[Saved entries]
+++++

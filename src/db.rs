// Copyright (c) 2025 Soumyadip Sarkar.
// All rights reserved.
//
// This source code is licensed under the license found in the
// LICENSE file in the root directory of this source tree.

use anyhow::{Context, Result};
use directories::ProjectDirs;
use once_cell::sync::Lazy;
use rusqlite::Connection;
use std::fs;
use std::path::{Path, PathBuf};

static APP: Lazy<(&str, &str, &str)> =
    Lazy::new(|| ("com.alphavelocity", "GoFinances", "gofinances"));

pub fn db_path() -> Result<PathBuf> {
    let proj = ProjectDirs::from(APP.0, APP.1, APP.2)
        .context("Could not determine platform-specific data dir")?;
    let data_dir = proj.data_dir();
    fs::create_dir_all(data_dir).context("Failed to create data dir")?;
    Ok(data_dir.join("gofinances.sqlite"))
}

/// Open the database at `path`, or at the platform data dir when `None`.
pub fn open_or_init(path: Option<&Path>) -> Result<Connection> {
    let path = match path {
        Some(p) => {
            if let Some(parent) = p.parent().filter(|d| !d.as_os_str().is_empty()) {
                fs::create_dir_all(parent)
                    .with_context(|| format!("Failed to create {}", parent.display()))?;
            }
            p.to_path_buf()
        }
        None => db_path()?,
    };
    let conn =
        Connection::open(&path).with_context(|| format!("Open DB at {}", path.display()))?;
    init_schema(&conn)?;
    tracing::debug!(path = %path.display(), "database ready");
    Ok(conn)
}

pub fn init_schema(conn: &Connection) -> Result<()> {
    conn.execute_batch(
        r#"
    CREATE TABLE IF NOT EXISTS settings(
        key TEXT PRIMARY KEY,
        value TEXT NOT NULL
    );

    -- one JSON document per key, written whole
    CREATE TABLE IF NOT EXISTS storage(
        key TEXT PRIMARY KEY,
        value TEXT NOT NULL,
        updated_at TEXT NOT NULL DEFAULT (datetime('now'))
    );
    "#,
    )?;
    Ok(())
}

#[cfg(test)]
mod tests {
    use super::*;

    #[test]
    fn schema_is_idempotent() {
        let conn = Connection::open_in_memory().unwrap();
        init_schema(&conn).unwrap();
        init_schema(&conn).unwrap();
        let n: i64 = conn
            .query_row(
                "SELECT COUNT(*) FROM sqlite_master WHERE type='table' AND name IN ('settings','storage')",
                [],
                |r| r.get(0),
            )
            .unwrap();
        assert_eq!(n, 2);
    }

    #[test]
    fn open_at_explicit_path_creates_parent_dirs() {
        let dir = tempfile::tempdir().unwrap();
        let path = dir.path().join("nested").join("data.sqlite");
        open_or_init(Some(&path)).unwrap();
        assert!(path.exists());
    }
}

+++++

Using the entries above, please restate each one word for word.

filename src/db.rs
// Copyright (c) 2025 Soumyadip Sarkar.
// All rights reserved.
//
// This source code is licensed under the license found in the
// LICENSE file in the root directory of this source tree.

use anyhow::{Context, Result};
use directories::ProjectDirs;
use once_cell::sync::Lazy;
use rusqlite::Connection;
use std::fs;
use std::path::{Path, PathBuf};

static APP: Lazy<(&str, &str, &str)> =
    Lazy::new(|| ("com.alphavelocity", "GoFinances", "gofinances"));

pub fn db_path() -> Result<PathBuf> {
    let proj = ProjectDirs::from(APP.0, APP.1, APP.2)
        .context("Could not determine platform-specific data dir")?;
    let data_dir = proj.data_dir();
    fs::create_dir_all(data_dir).context("Failed to create data dir")?;
    Ok(data_dir.join("gofinances.sqlite"))
}

/// Open the database at `path`, or at the platform data dir when `None`.
pub fn open_or_init(path: Option<&Path>) -> Result<Connection> {
    let path = match path {
        Some(p) => {
            if let Some(parent) = p.parent().filter(|d| !d.as_os_str().is_empty()) {
                fs::create_dir_all(parent)
                    .with_context(|| format!("Failed to create {}", parent.display()))?;
            }
            p.to_path_buf()
        }
        None => db_path()?,
    };
    let conn =
        Connection::open(&path).with_context(|| format!("Open DB at {}", path.display()))?;
    init_schema(&conn)?;
    tracing::debug!(path = %path.display(), "database ready");
    Ok(conn)
}

pub fn init_schema(conn: &Connection) -> Result<()> {
    conn.execute_batch(
        r#"
    CREATE TABLE IF NOT EXISTS settings(
        key TEXT PRIMARY KEY,
        value TEXT NOT NULL
    );

    -- one JSON document per key, written whole
    CREATE TABLE IF NOT EXISTS storage(
        key TEXT PRIMARY KEY,
        value TEXT NOT NULL,
        updated_at TEXT NOT NULL DEFAULT (datetime('now'))
    );
    "#,
    )?;
    Ok(())
}

#[cfg(test)]
mod tests {
    use super::*;

    #[test]
    fn schema_is_idempotent() {
        let conn = Connection::open_in_memory().unwrap();
        init_schema(&conn).unwrap();
        init_schema(&conn).unwrap();
        let n: i64 = conn
            .query_row(
                "SELECT COUNT(*) FROM sqlite_master WHERE type='table' AND name IN ('settings','storage')",
                [],
                |r| r.get(0),
            )
            .unwrap();
        assert_eq!(n, 2);
    }

    #[test]
    fn open_at_explicit_path_creates_parent_dirs() {
        let dir = tempfile::tempdir().unwrap();
        let path = dir.path().join("nested").join("data.sqlite");
        open_or_init(Some(&path)).unwrap();
        assert!(path.exists());
    }
}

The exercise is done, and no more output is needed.